▸ **Source data**

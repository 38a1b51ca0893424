//! Metricreport core library - aggregates code metrics XML results into an HTML report

#![deny(warnings)]

// Global invariants enforced in this crate:
// - No global mutable state; configuration is passed explicitly
// - A bad result file never aborts the batch
// - Result files are processed in sorted path order
// - Identical input yields byte-for-byte identical output

pub mod args;
pub mod config;
pub mod extract;
pub mod html;
pub mod locate;
pub mod report;

pub use args::{parse_args, Invocation};
pub use config::ReportConfig;
pub use report::{Extraction, FileFailure, MetricRecord, ReportCollection};

use anyhow::Result;

/// What a run produced
#[derive(Debug)]
pub enum RunOutcome {
    /// The directory exists but no file matched the pattern; nothing written
    NoMatchingFiles,
    /// The report was written; `extraction` holds the rows and skipped files
    Written { extraction: Extraction },
}

/// Locate and extract the result files described by `config`
///
/// Returns None when the directory holds no matching file. Nothing is written.
pub fn collect_reports(config: &ReportConfig) -> Result<Option<Extraction>> {
    let files = locate::locate_reports(&config.result_dir, &config.result_glob)?;
    if files.is_empty() {
        return Ok(None);
    }
    Ok(Some(extract::extract_reports(&files)))
}

/// Render `extraction` and write it to the configured report path
pub fn write_report(config: &ReportConfig, extraction: &Extraction) -> Result<()> {
    let html = html::render_html_report(&extraction.records, config.threshold, &config.title);
    html::write_html_report(&config.html_report, &html)?;
    tracing::debug!(
        report = %config.html_report.display(),
        rows = extraction.records.len(),
        skipped = extraction.failures.len(),
        "report written"
    );
    Ok(())
}

/// Locate, extract, render and write the report described by `config`
pub fn run(config: &ReportConfig) -> Result<RunOutcome> {
    match collect_reports(config)? {
        None => Ok(RunOutcome::NoMatchingFiles),
        Some(extraction) => {
            write_report(config, &extraction)?;
            Ok(RunOutcome::Written { extraction })
        }
    }
}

▸ **What to produce**
Each line from the top of the material above, through the one that contains "byte-for-byte identical output", should be restated word for word.

▸ **Output for this task**
repository 38a1b51ca0893424
//! Metricreport core library - aggregates code metrics XML results into an HTML report

#![deny(warnings)]

// Global invariants enforced in this crate:
// - No global mutable state; configuration is passed explicitly
// - A bad result file never aborts the batch
// - Result files are processed in sorted path order
// - Identical input yields byte-for-byte identical output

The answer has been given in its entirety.